Seems like a great company to work for waloaf.  Also appears to have a number of sales jobs available.  Too bad it's out of my daily communiting range.  going to Boston 3 days a week is brutal enough.  I'd go crazy doing it 5.

While gainfully employed, I'm on the look myself


----------



## dmc (Feb 1, 2011)

deadheadskier said:


> While gainfully employed, I'm on the look myself



Best time to find a great job...


----------



## deadheadskier (Feb 1, 2011)

dmc said:


> Best time to find a great job...



Usually has been for me.

As I am looking to switch industries (though remain in sales), I anticipate a massive amount of interviewing with recruiters to land a new position.  That unfortunately is something I don't have the time to do with my current job.  If my lady was bankrolling a bit better, I'd consider taking the rest of the ski season off while dedicating myself fulltime to try and land a new job.


----------



## severine (Feb 1, 2011)

Ugh. Not looking forward to my big job search later this year.

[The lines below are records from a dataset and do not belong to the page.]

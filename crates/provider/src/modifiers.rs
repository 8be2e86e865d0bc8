//! Plan modifiers
//!
//! A modifier sees one attribute (or nested block) in the config, the prior
//! state and the plan built so far, and may replace its planned value or
//! mark the resource for replacement.

use std::fmt;

use juju_common::constraints::Constraints;

use crate::diag::{AttributePath, Diagnostics};
use crate::state::{int_value, Value};

pub struct PlanModifierRequest<'a> {
    pub path: &'a AttributePath,
    pub config_value: &'a Value,
    pub state_value: &'a Value,
    pub plan_value: &'a Value,
    /// Whole resource config
    pub config: &'a Value,
    /// Whole prior state; null on create
    pub state: &'a Value,
    /// Whole plan as built so far; null on destroy
    pub plan: &'a Value,
}

#[derive(Debug)]
pub struct PlanModifierResponse {
    pub plan_value: Value,
    pub requires_replace: bool,
    pub diagnostics: Diagnostics,
}

pub trait PlanModifier: Send + Sync {
    fn description(&self) -> String;

    fn modify(&self, req: &PlanModifierRequest<'_>, resp: &mut PlanModifierResponse);
}

impl fmt::Debug for dyn PlanModifier {
    fn fmt(&self, f: &mut fmt::Formatter<'_>) -> fmt::Result {
        f.write_str(&self.description())
    }
}

/// Any change to the value destroys and recreates the resource.
pub struct RequiresReplace;

impl PlanModifier for RequiresReplace {
    fn description(&self) -> String {
        "If the value of this attribute changes, Terraform will destroy and recreate the resource.".to_string()
    }

    fn modify(&self, req: &PlanModifierRequest<'_>, resp: &mut PlanModifierResponse) {
        if req.state.is_null() || req.plan.is_null() {
            return;
        }
        if req.plan_value == req.state_value {
            return;
        }
        resp.requires_replace = true;
    }
}

/// Replace when the value changes and `check` says the change needs it.
pub struct RequiresReplaceIf {
    pub description: &'static str,
    pub check: fn(&PlanModifierRequest<'_>) -> bool,
}

impl PlanModifier for RequiresReplaceIf {
    fn description(&self) -> String {
        self.description.to_string()
    }

    fn modify(&self, req: &PlanModifierRequest<'_>, resp: &mut PlanModifierResponse) {
        if req.state.is_null() || req.plan.is_null() {
            return;
        }
        if req.plan_value == req.state_value {
            return;
        }
        if (self.check)(req) {
            resp.requires_replace = true;
        }
    }
}

/// Constraints have no update API: replace when their canonical forms differ.
pub fn constraints_requires_replace() -> RequiresReplaceIf {
    RequiresReplaceIf {
        description: "If the normalized constraints change, Terraform will destroy and recreate the resource.",
        check: |req| {
            let (Some(prior), Some(planned)) = (req.state_value.as_str(), req.plan_value.as_str()) else {
                return false;
            };
            match (Constraints::parse(prior), Constraints::parse(planned)) {
                (Ok(prior), Ok(planned)) => prior.to_string() != planned.to_string(),
                // Invalid constraints are reported by validation
                _ => false,
            }
        },
    }
}

/// Keep the prior state value instead of showing a computed value as
/// "known after apply".
pub struct UseStateForUnknown;

impl PlanModifier for UseStateForUnknown {
    fn description(&self) -> String {
        "Once set, the value of this attribute in state will not change.".to_string()
    }

    fn modify(&self, req: &PlanModifierRequest<'_>, resp: &mut PlanModifierResponse) {
        if req.state_value.is_null() {
            return;
        }
        if !resp.plan_value.is_unknown() {
            return;
        }
        if req.config_value.is_unknown() {
            return;
        }
        resp.plan_value = req.state_value.clone();
    }
}

/// Static default for an optional computed attribute left unset.
pub struct StaticDefault(pub Value);

impl PlanModifier for StaticDefault {
    fn description(&self) -> String {
        format!("Defaults to {:?}.", self.0)
    }

    fn modify(&self, req: &PlanModifierRequest<'_>, resp: &mut PlanModifierResponse) {
        if req.config_value.is_null() && !req.plan.is_null() {
            resp.plan_value = self.0.clone();
        }
    }
}

/// Derives the application unit count from the `machines` set when
/// `units` is not configured: one unit per machine, or 1 without machines.
pub struct UnitCount;

impl PlanModifier for UnitCount {
    fn description(&self) -> String {
        "Defaults to the number of machines, or 1 when no machines are given.".to_string()
    }

    fn modify(&self, req: &PlanModifierRequest<'_>, resp: &mut PlanModifierResponse) {
        if req.plan.is_null() {
            return;
        }
        if !req.config_value.is_null() && !req.config_value.is_unknown() {
            return;
        }
        resp.plan_value = match req.config.get("machines") {
            Some(Value::Unknown) => Value::Unknown,
            Some(Value::List(machines)) if !machines.is_empty() => int_value(machines.len() as i64),
            _ => int_value(1),
        };
    }
}

/// Removing an optional block present in state forces replacement, with a
/// warning naming the block.
pub struct RequiresReplaceIfRemoved;

fn is_present(value: &Value) -> bool {
    match value {
        Value::Null => false,
        Value::List(items) => !items.is_empty(),
        _ => true,
    }
}

impl PlanModifier for RequiresReplaceIfRemoved {
    fn description(&self) -> String {
        "Removing this block after it was set will destroy and recreate the resource.".to_string()
    }

    fn modify(&self, req: &PlanModifierRequest<'_>, resp: &mut PlanModifierResponse) {
        if req.state.is_null() || req.plan.is_null() {
            return;
        }
        if is_present(req.state_value) && !is_present(req.config_value) {
            resp.requires_replace = true;
            resp.diagnostics.attribute_warning(
                req.path,
                "Resource Replacement Required",
                format!(
                    "The {} block was removed from the configuration. It cannot be removed in place, \
                     so the resource will be destroyed and recreated.",
                    req.path
                ),
            );
        }
    }
}

#[cfg(test)]
mod tests {
    use super::*;
    use crate::state::{make_state, string_set_value, string_value};

    struct Fixture {
        path: AttributePath,
        config: Value,
        state: Value,
        plan: Value,
    }

    impl Fixture {
        fn new(attr: &str, config: Value, state: Value, plan: Value) -> Self {
            Self {
                path: AttributePath::root(attr),
                config,
                state,
                plan,
            }
        }

        fn run(&self, modifier: &dyn PlanModifier) -> PlanModifierResponse {
            let attr = match self.path.steps().first() {
                Some(crate::diag::PathStep::Attribute(name)) => name.clone(),
                _ => unreachable!(),
            };
            let config_value = self.config.get(&attr).cloned().unwrap_or_default();
            let state_value = self.state.get(&attr).cloned().unwrap_or_default();
            let plan_value = self.plan.get(&attr).cloned().unwrap_or_default();
            let req = PlanModifierRequest {
                path: &self.path,
                config_value: &config_value,
                state_value: &state_value,
                plan_value: &plan_value,
                config: &self.config,
                state: &self.state,
                plan: &self.plan,
            };
            let mut resp = PlanModifierResponse {
                plan_value: plan_value.clone(),
                requires_replace: false,
                diagnostics: Diagnostics::new(),
            };
            modifier.modify(&req, &mut resp);
            resp
        }
    }

    #[test]
    fn test_unit_count_passes_configured_value_through() {
        let config = make_state(vec![("units", int_value(3)), ("machines", Value::Null)]);
        let resp = Fixture::new("units", config.clone(), Value::Null, config).run(&UnitCount);
        assert_eq!(resp.plan_value, int_value(3));
    }

    #[test]
    fn test_unit_count_follows_machines() {
        let config = make_state(vec![("units", Value::Null), ("machines", string_set_value(["0", "1"]))]);
        let plan = make_state(vec![("units", Value::Unknown), ("machines", string_set_value(["0", "1"]))]);
        let resp = Fixture::new("units", config, Value::Null, plan).run(&UnitCount);
        assert_eq!(resp.plan_value, int_value(2));
    }

    #[test]
    fn test_unit_count_defaults_to_one() {
        for machines in [Value::Null, Value::List(vec![])] {
            let config = make_state(vec![("units", Value::Null), ("machines", machines)]);
            let plan = make_state(vec![("units", Value::Unknown)]);
            let resp = Fixture::new("units", config, Value::Null, plan).run(&UnitCount);
            assert_eq!(resp.plan_value, int_value(1));
        }
    }

    #[test]
    fn test_unit_count_unknown_machines() {
        let config = make_state(vec![("units", Value::Null), ("machines", Value::Unknown)]);
        let plan = make_state(vec![("units", Value::Unknown)]);
        let resp = Fixture::new("units", config, Value::Null, plan).run(&UnitCount);
        assert_eq!(resp.plan_value, Value::Unknown);
    }

    #[test]
    fn test_requires_replace_state_machine() {
        let state = make_state(vec![("name", string_value("a"))]);
        let same = Fixture::new("name", state.clone(), state.clone(), state.clone()).run(&RequiresReplace);
        assert!(!same.requires_replace);

        let changed = make_state(vec![("name", string_value("b"))]);
        let resp = Fixture::new("name", changed.clone(), state.clone(), changed.clone()).run(&RequiresReplace);
        assert!(resp.requires_replace);

        let create = Fixture::new("name", changed.clone(), Value::Null, changed).run(&RequiresReplace);
        assert!(!create.requires_replace);
    }

    #[test]
    fn test_constraints_replace_only_on_normalized_change() {
        let state = make_state(vec![("constraints", string_value("cores=2 mem=4G"))]);
        let reordered = make_state(vec![("constraints", string_value("mem=4096M cpu-cores=2"))]);
        let resp = Fixture::new("constraints", reordered.clone(), state.clone(), reordered)
            .run(&constraints_requires_replace());
        assert!(!resp.requires_replace);

        let bigger = make_state(vec![("constraints", string_value("cores=4 mem=4G"))]);
        let resp = Fixture::new("constraints", bigger.clone(), state, bigger).run(&constraints_requires_replace());
        assert!(resp.requires_replace);
    }

    #[test]
    fn test_use_state_for_unknown() {
        let state = make_state(vec![("uuid", string_value("abc"))]);
        let plan = make_state(vec![("uuid", Value::Unknown)]);
        let resp = Fixture::new("uuid", Value::Null, state, plan.clone()).run(&UseStateForUnknown);
        assert_eq!(resp.plan_value, string_value("abc"));

        let resp = Fixture::new("uuid", Value::Null, Value::Null, plan).run(&UseStateForUnknown);
        assert_eq!(resp.plan_value, Value::Unknown);
    }

    #[test]
    fn test_block_removal_forces_replace_with_warning() {
        let block = Value::List(vec![make_state(vec![("label", string_value("data"))])]);
        let state = make_state(vec![("storage", block)]);
        let config = make_state(vec![("storage", Value::List(vec![]))]);
        let resp = Fixture::new("storage", config.clone(), state.clone(), config).run(&RequiresReplaceIfRemoved);
        assert!(resp.requires_replace);
        assert_eq!(resp.diagnostics.len(), 1);
        assert!(!resp.diagnostics.has_error());

        let kept = Fixture::new("storage", state.clone(), state.clone(), state).run(&RequiresReplaceIfRemoved);
        assert!(!kept.requires_replace);
        assert!(kept.diagnostics.is_empty());
    }

    #[test]
    fn test_default_applies_when_unset() {
        let plan = make_state(vec![("controller_credential", Value::Unknown)]);
        let resp = Fixture::new("controller_credential", Value::Null, Value::Null, plan)
            .run(&StaticDefault(Value::Bool(true)));
        assert_eq!(resp.plan_value, Value::Bool(true));
    }
}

Nothing like being a recent college grad at 33 years old. :roll:

Good luck, jaywbigred!


----------



## wa-loaf (Feb 1, 2011)

deadheadskier said:


> Also appears to have a number of sales jobs available.  Too bad it's out of my daily communiting range.



They always seem to have sales positions open. We added 300+ employees last year.

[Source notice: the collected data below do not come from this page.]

//! juju_application
//!
//! Deploys a charm into a model. Most attributes can be changed in place:
//! charm channel and revision (refresh), unit count or placement, config,
//! constraints, trust and exposure. Storage is fixed at deploy time.

use std::collections::BTreeMap;

use async_trait::async_trait;
use juju_common::{ApplicationInfo, CharmSpec, CreateApplicationInput, ExposeSpec, UpdateApplicationInput};
use tracing::{debug, info, Span};

use super::{
    client_error, constraints_state, fill_unknowns, model_uuid_attribute, tracked_map, ListedResource, Resource,
    ResourceCommon,
};
use crate::client::ProviderData;
use crate::diag::{AttributePath, Diagnostics};
use crate::id;
use crate::modifiers::{RequiresReplace, RequiresReplaceIfRemoved, StaticDefault, UnitCount, UseStateForUnknown};
use crate::schema::{id_attribute, AttrType, Attribute, Block, NestedBlock, Schema};
use crate::state::{
    bool_value, get_block_list, get_bool_attr, get_optional_int_attr, get_optional_string_attr, get_string_attr,
    get_string_map_attr, get_string_set_attr, int_value, make_state, string_set_value, string_value, Value,
};
use crate::types::comma_delimited::tokens;
use crate::types::{CommaDelimitedType, ConstraintsType};
use crate::validators;

const ID_FORMAT: &str = "<model_uuid>:<application_name>";

pub struct ApplicationResource {
    common: ResourceCommon,
}

impl ApplicationResource {
    pub fn new() -> Self {
        Self {
            common: ResourceCommon::new("juju_application"),
        }
    }
}

impl Default for ApplicationResource {
    fn default() -> Self {
        Self::new()
    }
}

fn charm_block() -> NestedBlock {
    NestedBlock::list(
        "charm",
        Block::new()
            .description("The charm installed from Charmhub.")
            .attribute(
                Attribute::string("name")
                    .required()
                    .description("The name of the charm to be installed from Charmhub.")
                    .plan_modifier(RequiresReplace),
            )
            .attribute(
                Attribute::string("channel")
                    .optional()
                    .computed()
                    .description("The channel to use when deploying a charm. Specified as <track>/<risk>/<branch>.")
                    .validator(validators::channel()),
            )
            .attribute(
                Attribute::number("revision")
                    .optional()
                    .computed()
                    .description("The revision of the charm to deploy."),
            )
            .attribute(
                Attribute::string("base")
                    .optional()
                    .computed()
                    .description("The operating system on which to deploy, e.g. ubuntu@22.04."),
            ),
    )
    .min_items(1)
    .max_items(1)
}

Doesn't the DownEaster go direct from Exeter to North Station?


----------



## deadheadskier (Feb 1, 2011)

wa-loaf said:


> They always seem to have sales positions open. We added 300+ employees last year.
> 
> Doesn't the DownEaster go direct from Exeter to North Station?

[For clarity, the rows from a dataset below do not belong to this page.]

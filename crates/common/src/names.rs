//! Juju naming and format rules
//!
//! Predicates and small parsers for the identifiers users type into
//! configuration: user names, model UUIDs, charm channels, offer URLs and
//! JAAS group/role names.

use std::fmt;
use std::sync::OnceLock;

use regex::Regex;

fn user_name_re() -> &'static Regex {
    static RE: OnceLock<Regex> = OnceLock::new();
    RE.get_or_init(|| {
        Regex::new(r"^[a-zA-Z0-9][a-zA-Z0-9.+-]*[a-zA-Z0-9](@[a-zA-Z0-9][a-zA-Z0-9.-]*[a-zA-Z0-9])?$")
            .expect("static regex")
    })
}

fn model_name_re() -> &'static Regex {
    static RE: OnceLock<Regex> = OnceLock::new();
    RE.get_or_init(|| Regex::new(r"^[a-z0-9]+[a-z0-9-]*$").expect("static regex"))
}

fn application_name_re() -> &'static Regex {
    static RE: OnceLock<Regex> = OnceLock::new();
    RE.get_or_init(|| Regex::new(r"^[a-z][a-z0-9]*(-[a-z0-9]*[a-z][a-z0-9]*)*$").expect("static regex"))
}

fn jaas_name_re() -> &'static Regex {
    static RE: OnceLock<Regex> = OnceLock::new();
    RE.get_or_init(|| Regex::new(r"^[a-zA-Z0-9][a-zA-Z0-9._-]{3,62}[a-zA-Z0-9]$").expect("static regex"))
}

/// Local (`alice`) or external (`alice@external`) user names.
pub fn is_valid_user_name(name: &str) -> bool {
    user_name_re().is_match(name)
}

pub fn is_valid_model_name(name: &str) -> bool {
    model_name_re().is_match(name)
}

pub fn is_valid_application_name(name: &str) -> bool {
    application_name_re().is_match(name)
}

pub fn is_valid_model_uuid(id: &str) -> bool {
    uuid::Uuid::parse_str(id).is_ok() && id.len() == 36
}

/// JAAS group and role names: 5 to 64 characters of letters, digits, `.`,
/// `_` and `-`, starting and ending with a letter or digit.
pub fn is_valid_group_name(name: &str) -> bool {
    jaas_name_re().is_match(name)
}

pub fn is_valid_role_name(name: &str) -> bool {
    jaas_name_re().is_match(name)
}

pub const CHANNEL_RISKS: &[&str] = &["stable", "candidate", "beta", "edge"];

/// A charm channel of the form `track/risk[/branch]`.
#[derive(Debug, Clone, PartialEq, Eq)]
pub struct Channel {
    pub track: String,
    pub risk: String,
    pub branch: Option<String>,
}

impl Channel {
    pub fn parse(s: &str) -> Result<Self, String> {
        let parts: Vec<&str> = s.split('/').collect();
        let (track, risk, branch) = match parts.as_slice() {
            [track, risk] => (*track, *risk, None),
            [track, risk, branch] => (*track, *risk, Some(*branch)),
            _ => {
                return Err(format!(
                    "channel {s:?} must be of the form track/risk or track/risk/branch, e.g. latest/stable"
                ))
            }
        };
        if track.is_empty() {
            return Err(format!("channel {s:?} has an empty track"));
        }
        if !CHANNEL_RISKS.contains(&risk) {
            return Err(format!(
                "channel {s:?} has risk {risk:?}; expected one of {}",
                CHANNEL_RISKS.join(", ")
            ));
        }
        if branch == Some("") {
            return Err(format!("channel {s:?} has an empty branch"));
        }
        Ok(Self {
            track: track.to_string(),
            risk: risk.to_string(),
            branch: branch.map(str::to_string),
        })
    }
}

impl fmt::Display for Channel {
    fn fmt(&self, f: &mut fmt::Formatter<'_>) -> fmt::Result {
        write!(f, "{}/{}", self.track, self.risk)?;
        if let Some(branch) = &self.branch {
            write!(f, "/{branch}")?;
        }
        Ok(())
    }
}

/// An offer URL `[user/]model.application[:endpoint]`. A controller prefix
/// (`controller:user/model.app`) is rejected.
#[derive(Debug, Clone, PartialEq, Eq)]
pub struct OfferUrl {
    pub user: Option<String>,
    pub model: String,
    pub application: String,
    pub endpoint: Option<String>,
}

impl OfferUrl {
    pub fn parse(s: &str) -> Result<Self, String> {
        // A colon before the first slash is a controller (source) prefix.
        if let Some(colon) = s.find(':') {
            let slash = s.find('/');
            let dot = s.find('.');
            if slash.map_or(false, |sl| colon < sl) || dot.map_or(true, |d| colon < d) {
                return Err(format!("offer URL {s:?} must not include a controller prefix"));
            }
        }

        let (rest, endpoint) = match s.split_once(':') {
            Some((rest, ep)) if !ep.is_empty() => (rest, Some(ep.to_string())),
            Some(_) => return Err(format!("offer URL {s:?} has an empty endpoint")),
            None => (s, None),
        };
        let (user, model_app) = match rest.split_once('/') {
            Some((user, model_app)) => {
                if !is_valid_user_name(user) {
                    return Err(format!("offer URL {s:?} has an invalid user {user:?}"));
                }
                (Some(user.to_string()), model_app)
            }
            None => (None, rest),
        };
        let (model, application) = model_app
            .split_once('.')
            .ok_or_else(|| format!("offer URL {s:?} must be of the form [user/]model.application"))?;
        if !is_valid_model_name(model) {
            return Err(format!("offer URL {s:?} has an invalid model name {model:?}"));
        }
        if !is_valid_application_name(application) {
            return Err(format!("offer URL {s:?} has an invalid application name {application:?}"));
        }
        Ok(Self {
            user,
            model: model.to_string(),
            application: application.to_string(),
            endpoint,
        })
    }

    /// The URL without the endpoint suffix.
    pub fn without_endpoint(&self) -> String {
        match &self.user {
            Some(user) => format!("{}/{}.{}", user, self.model, self.application),
            None => format!("{}.{}", self.model, self.application),
        }
    }
}

impl fmt::Display for OfferUrl {
    fn fmt(&self, f: &mut fmt::Formatter<'_>) -> fmt::Result {
        write!(f, "{}", self.without_endpoint())?;
        if let Some(ep) = &self.endpoint {
            write!(f, ":{ep}")?;
        }
        Ok(())
    }
}

#[cfg(test)]
mod tests {
    use super::*;
    use test_case::test_case;

    #[test_case("alice", true)]
    #[test_case("bob.smith", true)]
    #[test_case("carol+ops", true)]
    #[test_case("dave@external", true)]
    #[test_case("a", false ; "too short")]
    #[test_case("-alice", false)]
    #[test_case("alice-", false)]
    #[test_case("alice@", false)]
    #[test_case("al ice", false)]
    fn test_user_names(name: &str, valid: bool) {
        assert_eq!(is_valid_user_name(name), valid);
    }

    #[test_case("latest/stable", true)]
    #[test_case("14/edge", true)]
    #[test_case("latest/candidate/hotfix", true)]
    #[test_case("stable", false ; "risk only")]
    #[test_case("latest/nightly", false ; "unknown risk")]
    #[test_case("/stable", false ; "empty track")]
    #[test_case("latest/stable/", false ; "empty branch")]
    #[test_case("a/b/c/d", false ; "too many parts")]
    fn test_channels(channel: &str, valid: bool) {
        assert_eq!(Channel::parse(channel).is_ok(), valid, "{channel}");
    }

    #[test]
    fn test_channel_round_trip() {
        let c = Channel::parse("3.1/beta/fix").unwrap();
        assert_eq!(c.branch.as_deref(), Some("fix"));
        assert_eq!(c.to_string(), "3.1/beta/fix");
    }

    #[test]
    fn test_offer_url_parts() {
        let url = OfferUrl::parse("admin/db.postgresql:database").unwrap();
        assert_eq!(url.user.as_deref(), Some("admin"));
        assert_eq!(url.model, "db");
        assert_eq!(url.application, "postgresql");
        assert_eq!(url.endpoint.as_deref(), Some("database"));
        assert_eq!(url.without_endpoint(), "admin/db.postgresql");
    }

    #[test_case("db.postgresql", true)]
    #[test_case("admin/db.postgresql", true)]
    #[test_case("admin/db.postgresql:db", true)]
    #[test_case("ctrl:admin/db.postgresql", false ; "controller prefix")]
    #[test_case("ctrl:db.postgresql", false ; "controller prefix without user")]
    #[test_case("admin/dbpostgresql", false ; "missing dot")]
    #[test_case("admin/db.", false ; "missing application")]
    #[test_case("admin/db.pg:", false ; "empty endpoint")]
    fn test_offer_urls(url: &str, valid: bool) {
        assert_eq!(OfferUrl::parse(url).is_ok(), valid, "{url}");
    }

    #[test]
    fn test_model_uuid() {
        assert!(is_valid_model_uuid("6a4d1d5c-2e2f-4d8c-8e36-3ef0f9c7a9a1"));
        assert!(!is_valid_model_uuid("not-a-uuid"));
        assert!(!is_valid_model_uuid("6a4d1d5c2e2f4d8c8e363ef0f9c7a9a1"));
    }

    #[test_case("devops", true)]
    #[test_case("team.alpha_1", true)]
    #[test_case("abc", false ; "too short")]
    #[test_case("_hidden", false ; "leading underscore")]
    #[test_case("trailing-", false)]
    fn test_group_names(name: &str, valid: bool) {
        assert_eq!(is_valid_group_name(name), valid);
        assert_eq!(is_valid_role_name(name), valid);
    }
}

It does.  How far is the redline station from the office?


----------



## wa-loaf (Feb 1, 2011)

deadheadskier said:


> It does.  How far is the redline station from the office?



There's a shuttle EZRide that takes people from NStation and the MIT buildings. It's free and faster than the T.

We are moving to Alewife in a year. Behind the old Faces night club that's getting torn down on RT2.


----------



## deadheadskier (Feb 1, 2011)

wa-loaf said:


> There's a shuttle EZRide that takes people from NStation and the MIT buildings. It's free and faster than the T.
> 
> We are moving to Alewife in a year. Behind the old Faces night club that's getting torn down on RT2.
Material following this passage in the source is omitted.